### Problem description
Please copy exactly the lines that run from the start of the entries to the line containing "pub fn build_api_router(state: ApiState)", inclusive.

[[ Supplied data open ]]

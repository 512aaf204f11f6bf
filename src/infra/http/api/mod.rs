pub mod error;
pub mod handlers;
pub mod models;
pub mod state;

pub use state::ApiState;

use axum::{
    Router,
    routing::{get, post},
};

pub fn build_api_router(state: ApiState) -> Router {
    Router::new()
        .route("/", get(handlers::service_banner))
        .route(
            "/api/cache",
            get(handlers::get_cache).delete(handlers::clear_cache),
        )
        .route("/api/cache/stats", get(handlers::get_cache_stats))
        .route(
            "/api/cache/{term}",
            get(handlers::get_cached_entry)
                .post(handlers::load_cached_entry)
                .delete(handlers::delete_cached_entry),
        )
        .route(
            "/api/capacity",
            get(handlers::get_capacity).put(handlers::put_capacity),
        )
        .route("/api/admin/cache-warmer", get(handlers::get_warmer_status))
        .route(
            "/api/admin/cache-warmer/trigger",
            post(handlers::trigger_warm),
        )
        .route(
            "/api/words",
            get(handlers::list_words).post(handlers::create_word),
        )
        .route("/api/words/bulk", post(handlers::create_words_bulk))
        .route(
            "/api/words/{term}",
            get(handlers::get_word)
                .put(handlers::put_word)
                .delete(handlers::delete_word),
        )
        .with_state(state)
}
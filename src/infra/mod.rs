//! Infrastructure adapters and runtime bootstrap.

pub mod db;
pub mod error;
pub mod http;
pub mod memory;
pub mod telemetry;
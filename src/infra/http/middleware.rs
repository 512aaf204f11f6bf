use std::time::Instant;

use axum::{body::Body, http::Request, middleware::Next, response::Response};
use tracing::{error, warn};
use uuid::Uuid;

use crate::application::error::ErrorReport;

#[derive(Clone)]
pub struct RequestContext {
    pub request_id: String,
}

pub async fn set_request_context(mut request: Request<Body>, next: Next) -> Response {
    let request_id = Uuid::new_v4().to_string();
    let ctx = RequestContext {
        request_id: request_id.clone(),
    };
    request.extensions_mut().insert(ctx.clone());

    let mut response = next.run(request).await;
    response.extensions_mut().insert(ctx);
    response
}

/// Log failed requests with the diagnostic chain attached by the handler.
pub async fn log_responses(request: Request<Body>, next: Next) -> Response {
    let method = request.method().clone();
    let uri = request.uri().clone();
    let start = Instant::now();

    let request_id = request
        .extensions()
        .get::<RequestContext>()
        .map(|ctx| ctx.request_id.clone())
        .unwrap_or_default();

    let mut response = next.run(request).await;
    let status = response.status();

    if status.is_client_error() || status.is_server_error() {
        let elapsed_ms = start.elapsed().as_millis();
        let report = response.extensions_mut().remove::<ErrorReport>();
        let (source, messages) = match report {
            Some(report) => (report.source, report.messages),
            None => ("unknown", Vec::new()),
        };
        let detail = messages
            .first()
            .cloned()
            .unwrap_or_else(|| "no diagnostic available".to_string());

        if status.is_server_error() {
            error!(
                status = status.as_u16(),
                method = %method,
                path = %uri.path(),
                query = uri.query().unwrap_or(""),
                elapsed_ms = elapsed_ms,
                source = source,
                detail = %detail,
                chain = ?messages,
                request_id = request_id,
                "request failed",
            );
        } else {
            warn!(
                status = status.as_u16(),
                method = %method,
                path = %uri.path(),
                query = uri.query().unwrap_or(""),
                elapsed_ms = elapsed_ms,
                source = source,
                detail = %detail,
                request_id = request_id,
                "client request error",
            );
        }
    }

    response
}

[[ Supplied data closed ]]

### Solution to this task
repository 512aaf204f11f6bf
filename src/infra/http/api/mod.rs
pub mod error;
pub mod handlers;
pub mod models;
pub mod state;

pub use state::ApiState;

use axum::{
    Router,
    routing::{get, post},
};

pub fn build_api_router(state: ApiState) -> Router {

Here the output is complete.